Collected data
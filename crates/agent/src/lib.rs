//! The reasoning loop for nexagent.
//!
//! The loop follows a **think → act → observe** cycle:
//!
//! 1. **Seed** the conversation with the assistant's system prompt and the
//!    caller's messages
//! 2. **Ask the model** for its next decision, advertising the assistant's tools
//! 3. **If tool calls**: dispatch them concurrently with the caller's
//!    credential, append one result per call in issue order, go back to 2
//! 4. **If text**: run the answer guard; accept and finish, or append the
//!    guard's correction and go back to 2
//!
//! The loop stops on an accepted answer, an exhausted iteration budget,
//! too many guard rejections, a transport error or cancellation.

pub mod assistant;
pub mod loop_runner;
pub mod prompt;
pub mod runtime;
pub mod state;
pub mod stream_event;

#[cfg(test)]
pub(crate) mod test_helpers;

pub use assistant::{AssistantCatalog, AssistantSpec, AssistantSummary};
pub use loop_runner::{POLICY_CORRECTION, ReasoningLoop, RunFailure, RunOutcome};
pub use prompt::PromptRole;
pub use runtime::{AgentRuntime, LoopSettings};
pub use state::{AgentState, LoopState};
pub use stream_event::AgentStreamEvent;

==

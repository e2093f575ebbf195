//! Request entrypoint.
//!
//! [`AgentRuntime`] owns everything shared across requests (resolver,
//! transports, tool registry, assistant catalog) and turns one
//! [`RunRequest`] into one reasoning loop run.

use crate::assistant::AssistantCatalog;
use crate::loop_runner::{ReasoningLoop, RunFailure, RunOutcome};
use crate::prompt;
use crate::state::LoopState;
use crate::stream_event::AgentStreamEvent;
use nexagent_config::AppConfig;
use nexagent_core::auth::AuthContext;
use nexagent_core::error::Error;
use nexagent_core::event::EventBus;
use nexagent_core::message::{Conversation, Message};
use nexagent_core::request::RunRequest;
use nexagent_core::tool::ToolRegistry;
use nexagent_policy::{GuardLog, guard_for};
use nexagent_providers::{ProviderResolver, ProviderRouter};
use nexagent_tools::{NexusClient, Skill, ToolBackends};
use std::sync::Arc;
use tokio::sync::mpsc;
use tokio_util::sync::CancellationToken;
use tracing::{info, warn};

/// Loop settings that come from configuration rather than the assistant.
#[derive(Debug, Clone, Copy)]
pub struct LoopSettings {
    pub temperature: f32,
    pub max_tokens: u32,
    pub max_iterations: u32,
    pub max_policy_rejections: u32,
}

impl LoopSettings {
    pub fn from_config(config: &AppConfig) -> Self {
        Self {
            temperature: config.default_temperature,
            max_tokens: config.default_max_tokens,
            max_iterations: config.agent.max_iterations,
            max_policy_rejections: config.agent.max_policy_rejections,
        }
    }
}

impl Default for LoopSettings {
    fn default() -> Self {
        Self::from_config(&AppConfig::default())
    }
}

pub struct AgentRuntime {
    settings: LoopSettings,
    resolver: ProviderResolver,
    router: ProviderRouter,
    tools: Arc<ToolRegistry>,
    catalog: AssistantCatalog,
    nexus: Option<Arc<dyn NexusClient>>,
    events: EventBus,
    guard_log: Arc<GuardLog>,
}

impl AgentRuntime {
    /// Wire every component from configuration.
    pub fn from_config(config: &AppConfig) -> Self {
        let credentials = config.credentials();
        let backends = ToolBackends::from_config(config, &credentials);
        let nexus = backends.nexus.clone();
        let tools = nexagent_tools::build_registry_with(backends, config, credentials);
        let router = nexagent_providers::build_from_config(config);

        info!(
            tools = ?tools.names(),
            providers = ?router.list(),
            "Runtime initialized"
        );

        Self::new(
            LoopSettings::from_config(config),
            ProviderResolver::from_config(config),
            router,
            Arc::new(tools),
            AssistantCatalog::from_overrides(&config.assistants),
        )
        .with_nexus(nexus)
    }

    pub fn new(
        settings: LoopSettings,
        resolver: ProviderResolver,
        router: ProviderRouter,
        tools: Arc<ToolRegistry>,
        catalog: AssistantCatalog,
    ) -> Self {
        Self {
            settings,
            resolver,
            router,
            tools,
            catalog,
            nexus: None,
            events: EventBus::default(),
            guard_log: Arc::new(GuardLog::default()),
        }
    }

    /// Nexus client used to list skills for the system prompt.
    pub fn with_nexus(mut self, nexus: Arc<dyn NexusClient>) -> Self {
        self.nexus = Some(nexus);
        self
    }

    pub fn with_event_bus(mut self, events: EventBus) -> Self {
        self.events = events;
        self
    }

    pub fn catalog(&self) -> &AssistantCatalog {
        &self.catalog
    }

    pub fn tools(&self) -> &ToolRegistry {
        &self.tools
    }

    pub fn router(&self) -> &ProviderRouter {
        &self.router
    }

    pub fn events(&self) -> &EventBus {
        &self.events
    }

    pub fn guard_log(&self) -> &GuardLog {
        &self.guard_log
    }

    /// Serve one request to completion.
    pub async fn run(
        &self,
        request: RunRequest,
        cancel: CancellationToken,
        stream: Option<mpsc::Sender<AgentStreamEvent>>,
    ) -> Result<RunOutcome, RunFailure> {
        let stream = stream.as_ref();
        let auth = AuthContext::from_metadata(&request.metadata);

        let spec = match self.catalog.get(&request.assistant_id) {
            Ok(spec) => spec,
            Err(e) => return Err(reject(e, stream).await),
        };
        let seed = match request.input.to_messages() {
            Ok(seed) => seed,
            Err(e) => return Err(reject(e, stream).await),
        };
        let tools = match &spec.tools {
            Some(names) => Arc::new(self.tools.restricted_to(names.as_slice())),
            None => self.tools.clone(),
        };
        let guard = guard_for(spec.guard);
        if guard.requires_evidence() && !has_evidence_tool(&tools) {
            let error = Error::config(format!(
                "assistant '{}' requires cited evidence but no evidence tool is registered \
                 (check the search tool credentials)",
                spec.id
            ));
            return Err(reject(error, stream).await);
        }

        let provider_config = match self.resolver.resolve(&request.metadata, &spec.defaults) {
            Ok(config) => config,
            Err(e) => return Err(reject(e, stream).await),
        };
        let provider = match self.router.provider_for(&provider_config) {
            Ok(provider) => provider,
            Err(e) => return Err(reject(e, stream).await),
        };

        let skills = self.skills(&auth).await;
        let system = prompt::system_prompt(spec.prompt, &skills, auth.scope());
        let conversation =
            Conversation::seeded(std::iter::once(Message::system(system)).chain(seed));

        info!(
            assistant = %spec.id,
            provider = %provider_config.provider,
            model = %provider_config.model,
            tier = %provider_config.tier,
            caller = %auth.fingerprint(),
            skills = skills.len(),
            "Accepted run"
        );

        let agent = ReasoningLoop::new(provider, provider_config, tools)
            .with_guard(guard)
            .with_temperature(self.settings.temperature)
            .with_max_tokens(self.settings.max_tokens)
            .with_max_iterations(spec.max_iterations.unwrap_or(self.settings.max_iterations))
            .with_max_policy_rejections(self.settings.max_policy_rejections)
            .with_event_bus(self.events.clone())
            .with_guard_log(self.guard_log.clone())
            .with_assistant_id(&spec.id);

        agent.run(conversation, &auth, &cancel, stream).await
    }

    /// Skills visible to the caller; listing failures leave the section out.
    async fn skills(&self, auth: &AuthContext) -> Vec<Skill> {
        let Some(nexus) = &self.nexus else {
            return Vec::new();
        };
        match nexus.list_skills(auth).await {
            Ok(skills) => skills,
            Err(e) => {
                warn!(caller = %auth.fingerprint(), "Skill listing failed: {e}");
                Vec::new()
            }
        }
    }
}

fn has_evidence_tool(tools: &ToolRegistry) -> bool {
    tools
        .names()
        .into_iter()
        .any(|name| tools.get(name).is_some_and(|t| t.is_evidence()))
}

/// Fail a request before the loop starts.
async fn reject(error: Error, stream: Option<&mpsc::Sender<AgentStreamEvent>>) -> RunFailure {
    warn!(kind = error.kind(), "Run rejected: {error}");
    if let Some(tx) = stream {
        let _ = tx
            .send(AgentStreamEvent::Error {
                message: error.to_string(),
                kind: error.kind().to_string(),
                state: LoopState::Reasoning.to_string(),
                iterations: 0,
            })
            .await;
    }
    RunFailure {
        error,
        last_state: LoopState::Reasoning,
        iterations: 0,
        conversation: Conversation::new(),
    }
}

*Your goal*
Take every line from the data that contains the word "ToolRegistry".

*Expected answer*
use nexagent_core::tool::ToolRegistry;
    tools: Arc<ToolRegistry>,
        tools: Arc<ToolRegistry>,
    pub fn tools(&self) -> &ToolRegistry {
fn has_evidence_tool(tools: &ToolRegistry) -> bool {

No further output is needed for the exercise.